Holland remembered being skeptical at first.
Sammy Sanchez had been her childhood crush, but this wasn’t Sammy Sanchez, she’d told herself. That was just the role Chance had played on television. Chance wasn’t an orphan with a heart of gold and undying loyalty to his friends. He was a former child actor with a very dark past. And yet, it was the dark past that had eventually drawn her toward him.
One night, after too many drinks at a hotel bar, after everyone else had left, Chance had confessed that he believed in all the Professor’s myths. His smile had vanished, his eyes had lost their spark, and she had seen that the demons that had ruined Chance’s childhood still haunted him.
Now Holland was almost tempted to tell him that the guy she was dating thought he was going to die in an hour because the Watch Man had given him a call.
But she feared that if she did tell Chance, he wasn’t going to let her leave. Even now, as he looked at the bloody napkin in her hand, she felt him gripping her shoulders tighter. “What happened?”
“Just a nosebleed.”
Her phone chimed with a text from Jake: Get here soon.
Chance’s eyes cut toward the screen. He dropped one hand from her shoulder, but for a second he kept the other one there.
“Chance, I need to go.”
“I know. But—” He squeezed her shoulder, and the last remnants of his dazzling smile disappeared. “Ever since I walked in here tonight, I’ve had a bad feeling. I don’t know what’s going on, but do me a favor and just be careful.”
CHAPTER SIX
Ten minutes.
Holland was nearly out of time when she arrived at an apartment complex made of Hollywood dreams that hadn’t turned into reality, full of actors and musicians masquerading as fitness instructors and baristas.
The sun was on the edge of setting, but the shade from the trees lining the walkway made the complex darker. Lights flickered, blinking in and out before coming to life and coloring her steps an unnatural shade of yellow.

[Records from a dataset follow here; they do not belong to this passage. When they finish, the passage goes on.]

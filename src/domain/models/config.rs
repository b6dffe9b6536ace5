//! Configuration model, deserialized from YAML and environment overrides.

use serde::{Deserialize, Serialize};
use std::time::Duration;

/// Main configuration structure for sealed-review
#[derive(Debug, Clone, Default, Serialize, Deserialize)]
#[serde(rename_all = "snake_case")]
pub struct Config {
    /// Review and bias-model storage
    #[serde(default)]
    pub database: DatabaseConfig,

    /// Logging configuration
    #[serde(default)]
    pub logging: LoggingConfig,

    /// Outstanding-request bookkeeping
    #[serde(default)]
    pub registry: RegistryConfig,

    /// Decryption oracle settings
    #[serde(default)]
    pub oracle: OracleConfig,

    /// Domain event broadcasting
    #[serde(default)]
    pub events: EventsConfig,
}

/// Which store implementation backs reviews and bias models.
#[derive(Debug, Clone, Copy, PartialEq, Eq, Default, Serialize, Deserialize)]
#[serde(rename_all = "lowercase")]
pub enum StorageBackend {
    #[default]
    Memory,
    Sqlite,
}

/// Database configuration
#[derive(Debug, Clone, Serialize, Deserialize)]
#[serde(rename_all = "snake_case")]
pub struct DatabaseConfig {
    /// Store implementation
    #[serde(default)]
    pub backend: StorageBackend,

    /// Path to `SQLite` database file
    #[serde(default = "default_database_path")]
    pub path: String,

    /// Maximum number of database connections in pool
    #[serde(default = "default_max_connections")]
    pub max_connections: u32,
}

fn default_database_path() -> String {
    ".sealed-review/reviews.db".to_string()
}

const fn default_max_connections() -> u32 {
    5
}

impl Default for DatabaseConfig {
    fn default() -> Self {
        Self {
            backend: StorageBackend::default(),
            path: default_database_path(),
            max_connections: default_max_connections(),
        }
    }
}

/// Logging configuration
#[derive(Debug, Clone, Serialize, Deserialize)]
#[serde(rename_all = "snake_case")]
pub struct LoggingConfig {
    /// Log level: trace, debug, info, warn, error
    #[serde(default = "default_log_level")]
    pub level: String,

    /// Log format: json or pretty
    #[serde(default = "default_log_format")]
    pub format: String,

    /// Directory for rolling log files; stdout only when unset
    #[serde(default)]
    pub log_dir: Option<String>,
}

fn default_log_level() -> String {
    "info".to_string()
}

fn default_log_format() -> String {
    "json".to_string()
}

impl Default for LoggingConfig {
    fn default() -> Self {
        Self {
            level: default_log_level(),
            format: default_log_format(),
            log_dir: None,
        }
    }
}

/// Request registry timing
#[derive(Debug, Clone, Serialize, Deserialize)]
#[serde(rename_all = "snake_case")]
pub struct RegistryConfig {
    /// Seconds a decryption request may stay outstanding
    #[serde(default = "default_request_timeout_secs")]
    pub request_timeout_secs: u64,

    /// Seconds between expiry sweeps
    #[serde(default = "default_sweep_interval_secs")]
    pub sweep_interval_secs: u64,

    /// Seconds an expired token is remembered so late callbacks report `Expired`
    #[serde(default = "default_tombstone_retention_secs")]
    pub tombstone_retention_secs: u64,
}

const fn default_request_timeout_secs() -> u64 {
    300
}

const fn default_sweep_interval_secs() -> u64 {
    30
}

const fn default_tombstone_retention_secs() -> u64 {
    3600
}

impl RegistryConfig {
    pub const fn request_timeout(&self) -> Duration {
        Duration::from_secs(self.request_timeout_secs)
    }

    pub const fn sweep_interval(&self) -> Duration {
        Duration::from_secs(self.sweep_interval_secs)
    }

    pub const fn tombstone_retention(&self) -> Duration {
        Duration::from_secs(self.tombstone_retention_secs)
    }
}

impl Default for RegistryConfig {
    fn default() -> Self {
        Self {
            request_timeout_secs: default_request_timeout_secs(),
            sweep_interval_secs: default_sweep_interval_secs(),
            tombstone_retention_secs: default_tombstone_retention_secs(),
        }
    }
}

/// Decryption oracle settings
#[derive(Debug, Clone, Default, Serialize, Deserialize)]
#[serde(rename_all = "snake_case")]
pub struct OracleConfig {
    /// Hex-encoded ed25519 verifying key trusted for decryption proofs
    #[serde(default)]
    pub verifying_key_hex: Option<String>,

    /// Artificial delay before the local oracle delivers a response
    #[serde(default)]
    pub delivery_delay_ms: u64,
}

/// Domain event broadcasting
#[derive(Debug, Clone, Serialize, Deserialize)]
#[serde(rename_all = "snake_case")]
pub struct EventsConfig {
    /// Broadcast channel capacity
    #[serde(default = "default_channel_capacity")]
    pub channel_capacity: usize,
}

const fn default_channel_capacity() -> usize {
    1024
}

impl Default for EventsConfig {
    fn default() -> Self {
        Self {
            channel_capacity: default_channel_capacity(),
        }
    }
}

Holland had always been someone who felt certain about what she believed. But all she felt now was scared. Her heart pounded as she climbed the steps to the apartment number Jake had texted.

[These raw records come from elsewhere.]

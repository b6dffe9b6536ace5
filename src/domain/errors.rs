//! Domain errors for the sealed review system.

use thiserror::Error;

use super::models::{ModelId, RequestKind, RequestToken, ReviewId};

/// Domain-level errors that can occur while scoring and calibrating reviews.
#[derive(Debug, Error)]
pub enum DomainError {
    #[error("Review not found: {0}")]
    ReviewNotFound(ReviewId),

    #[error("Bias model not found: {0}")]
    BiasModelNotFound(ModelId),

    #[error("No score baseline recorded for reviewer group {0}")]
    GroupBaselineMissing(u32),

    #[error("Review {0} is already calibrated")]
    AlreadyCalibrated(ReviewId),

    #[error("Review {0} has already contributed to its group statistics")]
    AlreadyContributed(ReviewId),

    #[error("Unknown decryption request: {0}")]
    UnknownRequest(RequestToken),

    #[error("Decryption proof failed verification for request {0}")]
    InvalidProof(RequestToken),

    #[error("Oracle issued a token that is already outstanding: {0}")]
    DuplicateToken(RequestToken),

    #[error("Decryption request {0} expired before its callback arrived")]
    Expired(RequestToken),

    #[error("Request {token} was issued for {actual}, not {expected}")]
    RequestKindMismatch {
        token: RequestToken,
        expected: RequestKind,
        actual: RequestKind,
    },

    #[error("Request {token} expected {expected} cleartexts, got {actual}")]
    MalformedCleartexts {
        token: RequestToken,
        expected: usize,
        actual: usize,
    },

    #[error("Ciphertext is not initialized")]
    UninitializedCiphertext,

    #[error("Decryption oracle error: {0}")]
    Oracle(String),

    #[error("Ciphertext backend error: {0}")]
    Backend(String),

    #[error("Database error: {0}")]
    DatabaseError(String),

    #[error("Serialization error: {0}")]
    SerializationError(String),
}

/// Result alias for domain operations.
pub type DomainResult<T> = Result<T, DomainError>;

/// Coarse classification of [`DomainError`] for callers deciding how to
/// present a failure.
#[derive(Debug, Clone, Copy, PartialEq, Eq)]
pub enum ErrorKind {
    /// A review, bias model or group baseline does not exist (yet).
    NotFound,
    AlreadyCalibrated,
    /// The review's score is already part of its group's statistics.
    AlreadyContributed,
    UnknownRequest,
    InvalidProof,
    DuplicateToken,
    Expired,
    Malformed,
    Infrastructure,
}

impl DomainError {
    /// Classify this error.
    pub const fn kind(&self) -> ErrorKind {
        match self {
            Self::ReviewNotFound(_)
            | Self::BiasModelNotFound(_)
            | Self::GroupBaselineMissing(_) => ErrorKind::NotFound,
            Self::AlreadyCalibrated(_) => ErrorKind::AlreadyCalibrated,
            Self::AlreadyContributed(_) => ErrorKind::AlreadyContributed,
            Self::UnknownRequest(_) => ErrorKind::UnknownRequest,
            Self::InvalidProof(_) => ErrorKind::InvalidProof,
            Self::DuplicateToken(_) => ErrorKind::DuplicateToken,
            Self::Expired(_) => ErrorKind::Expired,
            Self::RequestKindMismatch { .. }
            | Self::MalformedCleartexts { .. }
            | Self::UninitializedCiphertext => ErrorKind::Malformed,
            Self::Oracle(_)
            | Self::Backend(_)
            | Self::DatabaseError(_)
            | Self::SerializationError(_) => ErrorKind::Infrastructure,
        }
    }

    /// Whether the caller may reasonably retry the operation.
    pub const fn is_retryable(&self) -> bool {
        matches!(
            self.kind(),
            ErrorKind::NotFound | ErrorKind::Expired | ErrorKind::Infrastructure
        )
    }

    /// Rejections of callbacks that may indicate a forged or replayed response.
    pub const fn is_security_event(&self) -> bool {
        matches!(
            self.kind(),
            ErrorKind::UnknownRequest | ErrorKind::InvalidProof
        )
    }
}

impl From<sqlx::Error> for DomainError {
    fn from(err: sqlx::Error) -> Self {
        DomainError::DatabaseError(err.to_string())
    }
}

impl From<serde_json::Error> for DomainError {
    fn from(err: serde_json::Error) -> Self {
        DomainError::SerializationError(err.to_string())
    }
}

#[cfg(test)]
mod tests {
    use super::*;
    use uuid::Uuid;

    #[test]
    fn test_error_classification() {
        let token = RequestToken(Uuid::new_v4());

        assert!(DomainError::ReviewNotFound(ReviewId(1)).is_retryable());
        assert!(!DomainError::AlreadyCalibrated(ReviewId(1)).is_retryable());
        assert!(!DomainError::AlreadyContributed(ReviewId(1)).is_retryable());
        assert_eq!(DomainError::GroupBaselineMissing(3).kind(), ErrorKind::NotFound);
        assert!(DomainError::GroupBaselineMissing(3).is_retryable());
        assert!(!DomainError::InvalidProof(token).is_retryable());

        assert!(DomainError::UnknownRequest(token).is_security_event());
        assert!(DomainError::InvalidProof(token).is_security_event());
        assert!(!DomainError::Expired(token).is_security_event());

        assert_eq!(
            DomainError::MalformedCleartexts { token, expected: 4, actual: 3 }.kind(),
            ErrorKind::Malformed
        );
    }

    #[test]
    fn test_error_messages() {
        let err = DomainError::AlreadyCalibrated(ReviewId(7));
        assert_eq!(err.to_string(), "Review 7 is already calibrated");
    }
}
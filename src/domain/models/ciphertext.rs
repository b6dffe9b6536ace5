//! Opaque ciphertext handles.
//!
//! The core never sees plaintext through these types. Arithmetic on the
//! underlying ciphertexts is delegated to a [`CiphertextBackend`].

use serde::{Deserialize, Serialize};
use std::fmt;

use crate::domain::errors::{DomainError, DomainResult};
use crate::domain::ports::CiphertextBackend;

/// Reference to an encrypted value held by an external encrypted-computation
/// library.
#[derive(Clone, Copy, PartialEq, Eq, Hash, PartialOrd, Ord, Serialize, Deserialize)]
pub struct CiphertextHandle(pub [u8; 32]);

impl CiphertextHandle {
    pub fn as_bytes(&self) -> &[u8; 32] {
        &self.0
    }

    pub fn to_hex(&self) -> String {
        hex::encode(self.0)
    }

    /// Parse 64 hex characters.
    pub fn from_hex(s: &str) -> DomainResult<Self> {
        let bytes = hex::decode(s)
            .map_err(|e| DomainError::SerializationError(format!("ciphertext handle: {e}")))?;
        let array: [u8; 32] = bytes.as_slice().try_into().map_err(|_| {
            DomainError::SerializationError(format!(
                "ciphertext handle must be 32 bytes, got {}",
                bytes.len()
            ))
        })?;
        Ok(Self(array))
    }
}

impl fmt::Display for CiphertextHandle {
    fn fmt(&self, f: &mut fmt::Formatter<'_>) -> fmt::Result {
        write!(f, "0x{}", self.to_hex())
    }
}

impl fmt::Debug for CiphertextHandle {
    fn fmt(&self, f: &mut fmt::Formatter<'_>) -> fmt::Result {
        // Eight hex digits are enough to tell handles apart in logs.
        write!(f, "CiphertextHandle({}…)", &self.to_hex()[..8])
    }
}

/// An encrypted value that may not have been set yet.
///
/// Supports only `add` and `is_initialized`; nothing else about the
/// ciphertext is assumed.
#[derive(Debug, Clone, Copy, PartialEq, Eq, Default, Serialize, Deserialize)]
pub struct EncryptedValue(Option<CiphertextHandle>);

impl EncryptedValue {
    pub const fn uninitialized() -> Self {
        Self(None)
    }

    pub const fn from_handle(handle: CiphertextHandle) -> Self {
        Self(Some(handle))
    }

    pub const fn is_initialized(&self) -> bool {
        self.0.is_some()
    }

    /// Handle of an initialized value.
    pub const fn handle(&self) -> Option<CiphertextHandle> {
        self.0
    }

    /// Returns the handle or fails with [`DomainError::UninitializedCiphertext`].
    pub fn require_handle(&self) -> DomainResult<CiphertextHandle> {
        self.0.ok_or(DomainError::UninitializedCiphertext)
    }

    /// Homomorphic addition through the configured backend.
    pub fn add(&self, other: &Self, backend: &dyn CiphertextBackend) -> DomainResult<Self> {
        let lhs = self.require_handle()?;
        let rhs = other.require_handle()?;
        backend.add(&lhs, &rhs).map(Self::from_handle)
    }
}

impl From<CiphertextHandle> for EncryptedValue {
    fn from(handle: CiphertextHandle) -> Self {
        Self::from_handle(handle)
    }
}

#[cfg(test)]
mod tests {
    use super::*;

    #[test]
    fn test_handle_hex_round_trip() {
        let handle = CiphertextHandle([0xab; 32]);
        let parsed = CiphertextHandle::from_hex(&handle.to_hex()).unwrap();
        assert_eq!(parsed, handle);
        assert!(handle.to_string().starts_with("0xabab"));
    }

    #[test]
    fn test_handle_rejects_wrong_length() {
        let result = CiphertextHandle::from_hex("abcd");
        assert!(matches!(result, Err(DomainError::SerializationError(_))));
    }

    #[test]
    fn test_uninitialized_value() {
        let value = EncryptedValue::uninitialized();
        assert!(!value.is_initialized());
        assert!(value.handle().is_none());
        assert!(matches!(
            value.require_handle(),
            Err(DomainError::UninitializedCiphertext)
        ));

        let set = EncryptedValue::from_handle(CiphertextHandle([1; 32]));
        assert!(set.is_initialized());
    }
}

Ten minutes from now, Jake was either going to be alive—and Holland would know for certain that the Professor’s stories were lies—or he was going to be dead—and Holland would regret ever hearing the stories.
She knocked on the door.
Jake opened it immediately.
He looked awful. His eyes were shot with blood, his Clark Kent hair was flat and a little greasy. Behind him, the only light came from a television in the corner. He looked smaller than he did in her memories, dressed in a washed-out red USC shirt that made him look faded as well.
“Do you want to come in?” He smiled, but it wasn’t the superhero grin from the night before. Even if it had been, Holland didn’t think she’d want to step inside. This version of Jake didn’t feel like the guy she’d been dating.

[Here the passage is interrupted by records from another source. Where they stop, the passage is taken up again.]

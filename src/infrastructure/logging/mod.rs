//! Logging infrastructure
//!
//! Structured logging using tracing and tracing-subscriber:
//! - JSON or pretty console output on stderr
//! - Optional rolling JSON log files via tracing-appender
//! - `RUST_LOG` overrides through `EnvFilter`
//!
//! Security rejections (forged or replayed callbacks) are logged under the
//! `security` target so they can be filtered or routed separately.

pub mod config;
pub mod logger;

pub use config::{LogConfig, LogFormat, RotationPolicy};
pub use logger::LoggerImpl;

“I think I’m good out here,” she said, and she tried to make her voice sound light. The last thing he needed was to think she was feeling uncomfortable. “This way I can stand between you and anyone who wants to hurt you.”
“Please.” He looked at her with the saddest pair of eyes she’d ever seen.
Holland felt another stab of guilt. Then she felt as shallow as Chance for judging Jake when someone had just told him he was going to die. “Yeah, of course.” She took a cautious step inside.
“Wait—don’t—” Jake put a hand out as if to stop her. “Don’t come in.”
“You just asked me to…” Holland looked at him questioningly.
He cursed under his breath and ran a nervous hand through his hair. “Holland—I—I think you’re a really good person. And I’m sorry. I’m so sorry. I—”
“Jake … you’re making me nervous.”
His bloodshot eyes met hers. “Jake isn’t my real name.”
“What?” Her heart pounded.
His expression changed from scared to guilty as hell. “I’m so sorry, Holland. They made it sound like a simple job.”
So many alarm bells went off in her head. She shouldn’t have come here. She had no idea what he was saying, but she knew this was when she needed to leave. She backed away.
“Wait—” He grabbed her arm.
“Let me go or I’ll scream.”
“Just let me explain,” he said quickly. “I know I lied to you—but you’re not safe out there.”